THE RECORDS:

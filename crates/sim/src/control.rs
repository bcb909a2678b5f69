// SPDX-License-Identifier: Apache-2.0
// Copyright (c) 2026 Coact Contributors

//! The per-session control loop (spec §4.2): single-threaded cooperative
//! owner of the engine handle. Every external request reaches it as a
//! message and awaits a reply; no other task touches the handle directly
//! (spec §9: "Ownership of the engine handle ... exclusively owned by the
//! control-loop task").

use std::collections::HashMap;
use std::sync::atomic::AtomicBool;
use std::sync::{Arc, Mutex};
use std::time::{Duration, Instant};

use bytes::Bytes;
use coact_core::CoreError;
use coact_substrate::Substrate;
use tokio::sync::{mpsc, oneshot, watch};
use tokio_util::sync::CancellationToken;
use tracing::{debug, warn};

use crate::driver::{EngineDriver, EngineHandle, EngineState};
use crate::frame::{Frame, FrameRing};
use crate::sandbox::FacadeRequest;
use crate::session::{ControlVerb, SessionDescriptor, SessionStatus};

const ENGINE_TICK: Duration = Duration::from_millis(10);
const LEASE_RENEW_INTERVAL: Duration = Duration::from_secs(5);

#[derive(Debug, Clone, Default)]
pub struct SessionSnapshot {
    pub status: SessionStatus_,
    pub degraded: bool,
    pub frame_index: u64,
    pub sim_time: f64,
    pub vars: HashMap<String, f64>,
}

/// Newtype so `SessionSnapshot` can derive `Default` without requiring
/// `SessionStatus` itself to pick an arbitrary default variant.
#[derive(Debug, Clone, Copy, PartialEq, Eq)]
pub struct SessionStatus_(pub SessionStatus);

impl Default for SessionStatus_ {
    fn default() -> Self {
        Self(SessionStatus::Created)
    }
}

pub enum SessionMsg {
    Control(ControlVerb, oneshot::Sender<Result<(), CoreError>>),
    Facade(FacadeRequest),
}

/// A handle external callers use to talk to a running control loop.
pub struct ControlLoopHandle {
    pub tx: mpsc::Sender<SessionMsg>,
    pub snapshot: watch::Receiver<SessionSnapshot>,
    pub cancel: CancellationToken,
    pub busy: Arc<AtomicBool>,
    /// Shared with the loop's [`FrameRing`] so a fresh local subscriber can
    /// catch up on the last few frames before its live tail starts (spec
    /// §4.2 frame ring; invariant 2: "received frames ... starting at ≥ k").
    pub ring: Arc<Mutex<FrameRing>>,
}

pub fn spawn(
    descriptor: SessionDescriptor,
    driver: Arc<dyn EngineDriver>,
    substrate: Arc<dyn Substrate>,
    frames_channel: String,
    state_key: String,
    lease: coact_substrate::Lease,
    frame_backpressure: usize,
    cancel: CancellationToken,
) -> (ControlLoopHandle, tokio::task::JoinHandle<()>) {
    let (tx, rx) = mpsc::channel(128);
    let (snap_tx, snap_rx) = watch::channel(SessionSnapshot::default());
    let busy = Arc::new(AtomicBool::new(false));
    let ring = Arc::new(Mutex::new(FrameRing::new(frame_backpressure)));

    let handle = ControlLoopHandle { tx, snapshot: snap_rx, cancel: cancel.clone(), busy, ring: ring.clone() };
    let join = tokio::spawn(run_loop(
        descriptor,
        driver,
        substrate,
        frames_channel,
        state_key,
        lease,
        cancel,
        rx,
        snap_tx,
        ring,
    ));
    (handle, join)
}

#[allow(clippy::too_many_arguments)]
async fn run_loop(
    descriptor: SessionDescriptor,
    driver: Arc<dyn EngineDriver>,
    substrate: Arc<dyn Substrate>,
    frames_channel: String,
    state_key: String,
    lease: coact_substrate::Lease,
    cancel: CancellationToken,
    mut rx: mpsc::Receiver<SessionMsg>,
    snap_tx: watch::Sender<SessionSnapshot>,
    ring: Arc<Mutex<FrameRing>>,
) {
    let mut status = SessionStatus::Created;
    let mut degraded = false;
    let mut frame_index: u64 = 0;
    let mut last_action: Vec<f64> = Vec::new();
    let render_interval = Duration::from_secs_f64(1.0 / descriptor.fps.max(1) as f64);
    let mut last_render = Instant::now() - render_interval;

    let mut engine_handle = match spawn_blocking_load(&driver, &descriptor).await {
        Ok(h) => h,
        Err(e) => {
            warn!(session_id = %descriptor.session_id, error = %e, "initial engine load failed");
            return;
        }
    };

    let mut tick = tokio::time::interval(ENGINE_TICK);
    let mut lease_renew = tokio::time::interval(LEASE_RENEW_INTERVAL);

    loop {
        tokio::select! {
            _ = cancel.cancelled() => {
                debug!(session_id = %descriptor.session_id, "control loop cancelled");
                break;
            }

            _ = lease_renew.tick() => {
                if lease.renew().await.is_err() {
                    warn!(session_id = %descriptor.session_id, "lease renewal failed, relinquishing control");
                    break;
                }
            }

            _ = tick.tick() => {
                if status == SessionStatus::Running {
                    match spawn_blocking_step(&driver, engine_handle, last_action.clone()).await {
                        Ok(state) => {
                            degraded = false;
                            publish_state(&mut frame_index, &mut last_render, render_interval,
                                &driver, engine_handle, &substrate, &frames_channel, &state_key,
                                &descriptor.session_id, &state, &ring).await;
                        }
                        Err(e) => {
                            warn!(session_id = %descriptor.session_id, error = %e, "step failed, attempting reinit");
                            degraded = true;
                            match spawn_blocking_load(&driver, &descriptor).await {
                                Ok(h) => engine_handle = h,
                                Err(e2) => {
                                    warn!(session_id = %descriptor.session_id, error = %e2, "reinit failed");
                                }
                            }
                        }
                    }
                }
                let _ = snap_tx.send(SessionSnapshot {
                    status: SessionStatus_(status),
                    degraded,
                    frame_index,
                    sim_time: snap_tx.borrow().sim_time,
                    vars: snap_tx.borrow().vars.clone(),
                });
            }

            msg = rx.recv() => {
                let Some(msg) = msg else { break };
                match msg {
                    SessionMsg::Control(verb, reply) => {
                        if !status.allows(verb) {
                            let _ = reply.send(Err(CoreError::invalid_transition(
                                format!("{verb:?} not legal from current status"))));
                            continue;
                        }
                        if let ControlVerb::Reset = verb {
                            match spawn_blocking_reset(&driver, engine_handle).await {
                                Ok(state) => {
                                    frame_index = 0;
                                    last_action.clear();
                                    update_snapshot(&snap_tx, status, degraded, frame_index, &state);
                                }
                                Err(e) => {
                                    warn!(session_id = %descriptor.session_id, error = %e, "reset failed");
                                    degraded = true;
                                }
                            }
                        }
                        status = status.next(verb);
                        let _ = reply.send(Ok(()));
                    }
                    SessionMsg::Facade(req) => match req {
                        FacadeRequest::Reset(reply) => {
                            match spawn_blocking_reset(&driver, engine_handle).await {
                                Ok(state) => {
                                    frame_index = 0;
                                    last_action.clear();
                                    update_snapshot(&snap_tx, status, degraded, frame_index, &state);
                                    let _ = reply.send(state);
                                }
                                Err(_) => degraded = true,
                            }
                        }
                        FacadeRequest::Step(action, reply) => {
                            last_action = action.clone();
                            match spawn_blocking_step(&driver, engine_handle, action).await {
                                Ok(state) => {
                                    update_snapshot(&snap_tx, status, degraded, frame_index, &state);
                                    let _ = reply.send(state);
                                }
                                Err(_) => degraded = true,
                            }
                        }
                        FacadeRequest::GetState(reply) => {
                            let snap = snap_tx.borrow().clone();
                            let _ = reply.send(EngineState { vars: snap.vars, sim_time: snap.sim_time });
                        }
                    },
                }
            }
        }
    }

    driver.dispose(engine_handle);
    let _ = lease.release().await;
}

fn update_snapshot(
    snap_tx: &watch::Sender<SessionSnapshot>,
    status: SessionStatus,
    degraded: bool,
    frame_index: u64,
    state: &EngineState,
) {
    let _ = snap_tx.send(SessionSnapshot {
        status: SessionStatus_(status),
        degraded,
        frame_index,
        sim_time: state.sim_time,
        vars: state.vars.clone(),
    });
}

#[allow(clippy::too_many_arguments)]
async fn publish_state(
    frame_index: &mut u64,
    last_render: &mut Instant,
    render_interval: Duration,
    driver: &Arc<dyn EngineDriver>,
    engine_handle: EngineHandle,
    substrate: &Arc<dyn Substrate>,
    frames_channel: &str,
    state_key: &str,
    session_id: &str,
    state: &EngineState,
    ring: &Arc<Mutex<FrameRing>>,
) {
    if last_render.elapsed() < render_interval {
        return;
    }
    *last_render = Instant::now();
    let image = match spawn_blocking_render(driver, engine_handle).await {
        Ok(bytes) if !bytes.is_empty() => bytes,
        _ => return,
    };
    let frame = Frame {
        session_id: session_id.to_owned(),
        frame_index: *frame_index,
        sim_time: state.sim_time,
        produced_at: coact_core::epoch_ms(),
        image_bytes: Bytes::from(image),
    };
    *frame_index += 1;
    if let Ok(mut guard) = ring.lock() {
        guard.push(frame.clone());
    }
    let _ = substrate.publish(frames_channel, Bytes::from(frame.encode())).await;
    let _ = substrate
        .hset(state_key, "frame_index", Bytes::from(frame.frame_index.to_string()))
        .await;
}

async fn spawn_blocking_load(
    driver: &Arc<dyn EngineDriver>,
    descriptor: &SessionDescriptor,
) -> Result<EngineHandle, crate::driver::DriverError> {
    let driver = driver.clone();
    let model_ref = descriptor.model_ref.clone();
    let (w, h, headless) = (descriptor.width, descriptor.height, descriptor.headless);
    tokio::task::spawn_blocking(move || driver.load(&model_ref, w, h, headless))
        .await
        .unwrap_or_else(|e| Err(crate::driver::DriverError::LoadFailed(e.to_string())))
}

async fn spawn_blocking_reset(
    driver: &Arc<dyn EngineDriver>,
    handle: EngineHandle,
) -> Result<EngineState, crate::driver::DriverError> {
    let driver = driver.clone();
    tokio::task::spawn_blocking(move || driver.reset(handle))
        .await
        .unwrap_or_else(|e| Err(crate::driver::DriverError::StepFailed(e.to_string())))
}

async fn spawn_blocking_step(
    driver: &Arc<dyn EngineDriver>,
    handle: EngineHandle,
    action: Vec<f64>,
) -> Result<EngineState, crate::driver::DriverError> {
    let driver = driver.clone();
    tokio::task::spawn_blocking(move || driver.step(handle, &action))
        .await
        .unwrap_or_else(|e| Err(crate::driver::DriverError::StepFailed(e.to_string())))
}

async fn spawn_blocking_render(
    driver: &Arc<dyn EngineDriver>,
    handle: EngineHandle,
) -> Result<Vec<u8>, crate::driver::DriverError> {
    let driver = driver.clone();
    tokio::task::spawn_blocking(move || driver.render(handle))
        .await
        .unwrap_or_else(|e| Err(crate::driver::DriverError::StepFailed(e.to_string())))
}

TASK DETAILS: Gather from the records above every line containing the string "true".

TASK RESPONSE:
                            degraded = true;
                                    degraded = true;
                                Err(_) => degraded = true,
                                Err(_) => degraded = true,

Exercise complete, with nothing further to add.